Oh, yeah, he’s also gone from the World Wrestling Federation to the Iditarod.
The musher who dashed out of Anchorage wearing bib No. 79 Saturday is called Paul Ellering in real life. He’s parked his half nelson and pulled on a parka. He’s stopped talking about Hulk Hogan and started talking about Rick Swenson.
This is an Iditarod first. A professional wrestler tackles the 1,150-mile mush to Nome. Talk about your midlife career changes.
”I’ve always been a person who challenged myself,” said Ellering, 46, of Grey Eagle, Minn. ”I think everybody needs something to make you want to jump out of bed.

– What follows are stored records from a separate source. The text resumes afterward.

// Copyright 2025 Umberto Gotti <umberto.gotti@umbertogotti.dev>
// Licensed under the Apache License, Version 2.0
// http://www.apache.org/licenses/LICENSE-2.0

//! Stateless operators.
//!
//! Each operator allocates a fresh downstream stream bound to the source's
//! queue, registers exactly one subscription on the source (owned by the
//! downstream) that re-encodes each received event onto the downstream, and
//! returns the downstream.

use std::time::Duration;

use ripple_core::{Event, Result};
use ripple_runtime::{QueueHandle, TaskQueue};

use crate::stream::Stream;
use crate::subscription::SubscribeOptions;

impl<T: Send + 'static> Stream<T> {
    /// Wires `reaction` between this stream and `downstream`, returning
    /// the downstream. The subscription replays the source backlog and is
    /// owned by the downstream, so an operator chain can be detached from
    /// its source via `unsubscribe_owner`.
    fn propagate<V, F>(&self, downstream: Stream<V>, reaction: F) -> Stream<V>
    where
        V: Send + 'static,
        F: Fn(&Event<T>, &Stream<V>) + Send + Sync + 'static,
    {
        let target = downstream.clone();
        let options = SubscribeOptions::owned_by(downstream.owner_token());
        let _ = self.subscribe_with(options, move |event| reaction(event, &target));
        downstream
    }

    /// Forwards events onto `downstream`, mapping value payloads through
    /// `transform`; a failed transform drops the event.
    fn forward<V, F>(&self, downstream: Stream<V>, transform: F) -> Stream<V>
    where
        V: Send + 'static,
        F: Fn(&T) -> Result<V> + Send + Sync + 'static,
    {
        self.propagate(downstream, move |event, stream| match event {
            Event::Value(value) => {
                if let Ok(mapped) = transform(value) {
                    stream.append(Event::Value(mapped));
                }
            }
            Event::Error(error) => stream.append(Event::Error(error.clone())),
            Event::Completed => stream.append(Event::Completed),
        })
    }

    /// Transforms each value; errors and completion are forwarded
    /// unchanged.
    pub fn map<V, F>(&self, transform: F) -> Stream<V>
    where
        V: Send + 'static,
        F: Fn(&T) -> V + Send + Sync + 'static,
    {
        self.try_map(move |value| Ok(transform(value)))
    }

    /// Transforms each value with a fallible transform.
    ///
    /// A value whose transform fails is dropped silently; the failure is
    /// not forwarded as an error event. Errors and completion from the
    /// source are forwarded unchanged.
    pub fn try_map<V, F>(&self, transform: F) -> Stream<V>
    where
        V: Send + 'static,
        F: Fn(&T) -> Result<V> + Send + Sync + 'static,
    {
        self.forward(Stream::with_queue(self.queue()), transform)
    }

    /// Maps each value to an inner stream.
    ///
    /// The downstream's element type is itself a stream; nothing is
    /// flattened automatically. Feed the result to a [`Wave`] to merge or
    /// switch between the produced inner streams.
    ///
    /// [`Wave`]: crate::Wave
    pub fn flat_map<V, F>(&self, transform: F) -> Stream<Stream<V>>
    where
        V: Send + 'static,
        F: Fn(&T) -> Stream<V> + Send + Sync + 'static,
    {
        self.try_flat_map(move |value| Ok(transform(value)))
    }

    /// Maps each value to an inner stream with a fallible transform; a
    /// value whose transform fails is dropped silently.
    pub fn try_flat_map<V, F>(&self, transform: F) -> Stream<Stream<V>>
    where
        V: Send + 'static,
        F: Fn(&T) -> Result<Stream<V>> + Send + Sync + 'static,
    {
        self.forward(Stream::with_queue(self.queue()), transform)
    }
}

impl<T: Clone + Send + 'static> Stream<T> {
    /// Forwards only the values matching `predicate`; errors and
    /// completion always pass through.
    pub fn filter<F>(&self, predicate: F) -> Stream<T>
    where
        F: Fn(&T) -> bool + Send + Sync + 'static,
    {
        self.try_filter(move |value| Ok(predicate(value)))
    }

    /// Filters with a fallible predicate; a predicate failure is treated
    /// as `false`.
    pub fn try_filter<F>(&self, predicate: F) -> Stream<T>
    where
        F: Fn(&T) -> Result<bool> + Send + Sync + 'static,
    {
        self.propagate(
            Stream::with_queue(self.queue()),
            move |event, stream| match event {
                Event::Value(value) => {
                    if predicate(value).unwrap_or(false) {
                        stream.append(event.clone());
                    }
                }
                _ => stream.append(event.clone()),
            },
        )
    }

    /// Defers values and completion by `duration` on the stream's bound
    /// queue; errors are forwarded immediately.
    pub fn delay(&self, duration: Duration) -> Stream<T> {
        self.propagate(
            Stream::with_queue(self.queue()),
            move |event, stream| match event {
                Event::Error(_) => stream.append(event.clone()),
                _ => {
                    let target = stream.clone();
                    let event = event.clone();
                    stream
                        .queue()
                        .enqueue_after(duration, Box::new(move || target.append(event)));
                }
            },
        )
    }

    /// Forwards every event unchanged onto a downstream bound to `queue`,
    /// so operators chained after it schedule in that context.
    pub fn run_on(&self, queue: QueueHandle) -> Stream<T> {
        self.propagate(Stream::with_queue(queue), |event, stream| {
            stream.append(event.clone())
        })
    }

    /// Prepends `initial` ahead of the pending backlog, dispatches, and
    /// returns an identity-forwarding downstream.
    pub fn start_with<I>(&self, initial: I) -> Stream<T>
    where
        I: IntoIterator<Item = T>,
    {
        self.prepend(Event::values(initial));
        self.send(usize::MAX);
        self.propagate(Stream::with_queue(self.queue()), |event, stream| {
            stream.append(event.clone())
        })
    }
}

Everybody needs a passion.”
As of early this morning, Ellering was in 74th place out of 81 mushers. Paul Gebhardt, who finished sixth last year, was the race’s leader.

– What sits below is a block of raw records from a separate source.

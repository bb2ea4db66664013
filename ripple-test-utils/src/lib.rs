// Copyright 2025 Umberto Gotti <umberto.gotti@umbertogotti.dev>
// Licensed under the Apache License, Version 2.0
// http://www.apache.org/licenses/LICENSE-2.0

//! Test utilities for the ripple workspace.
//!
//! External comparison of event sequences ([`events_equal`]), a collector
//! subscription for asserting what a stream delivered
//! ([`EventRecorder`]), and error factories for exercising the error
//! channel.

pub mod error_injection;
pub mod helpers;
pub mod recorder;

pub use self::error_injection::{dummy_error, injected_error, DummyError};
pub use self::helpers::{events_equal, wait_until};
pub use self::recorder::EventRecorder;
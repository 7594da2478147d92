//! Transcript-driven replay and verification

pub mod compare;
pub mod connection;
pub mod reader;

pub use compare::{ensure_match, first_divergence, Divergence};
pub use connection::ReplayConnection;
pub use reader::TranscriptReader;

Racing the Iditarod wasn’t a spur-of-the-moment leap for Ellering. He started his kennel by buying dogs from five-time champion Swenson. He’s raced the 500-mile John Beargrease Sled Dog Marathon in Minnesota several times, and he’s received pointers from 1989 Iditarod champion Joe Runyan.
In 1991, Ellering read a book about mushing and was intrigued. About the same time, he ran across Runyan giving a seminar. Ellering introduced himself. With common interests in hunting, fishing and mushing, they’ve been pals ever since.
”The guy’s awesome,” said Runyan, who lives in Cliff, N.M. ”He’s the most inspirational guy I’ve ever met.”
Why? Runyan believes Ellering’s attitude is Norman Vincent Peale-upbeat and that he is more motivated than Michael Jordan. Still, it’s not as if Runyan believes Precious Paul will be Precocious Paul and win the Iditarod on his first try.
”I think he’ll have a real steady team,” Runyan said. ”It’s not a championship team.”
Slimmed down from his wrestling weight of 255 pounds to 180, Ellering has a sturdy, muscular build and a thick mustache. When he arrived on Saturday morning, he was the man in black, wearing a dark sponsor cap, a black jersey and black pants — and dark glasses.
Though he is new to the Iditarod, Ellering’s mushing and wrestling careers overlapped before he gave up headlocks three months ago to operate a health club near Grey Eagle, his home 35 miles north of St. Cloud, Minn., and drive dogs on nearby trails. He shifted back and forth between the two disparate worlds for much of the 1990s. But while admitting that neither group really understands the peculiarities of the other, Ellering did adopt an aphorism to live by.
”Never trust a dog to guard your food,” Ellering said. ”And never trust a wrestler to guard your food.”
Ellering said he always knew he’d try the Iditarod and this seemed like the right time.
”I want to put it on the old resume,” Ellering said.
Not that he thinks it’s going to be easy. He’s broken the race into thirds: Relax the fir st third, pick up the pace the second third, and push it through the last third.
Ellering said he used the Precious Paul moniker because he invested in commodities and ”since I am such a precious commodity.” Now that he’s retired from wrestling, though, Ellering is in the market for a mushing nickname.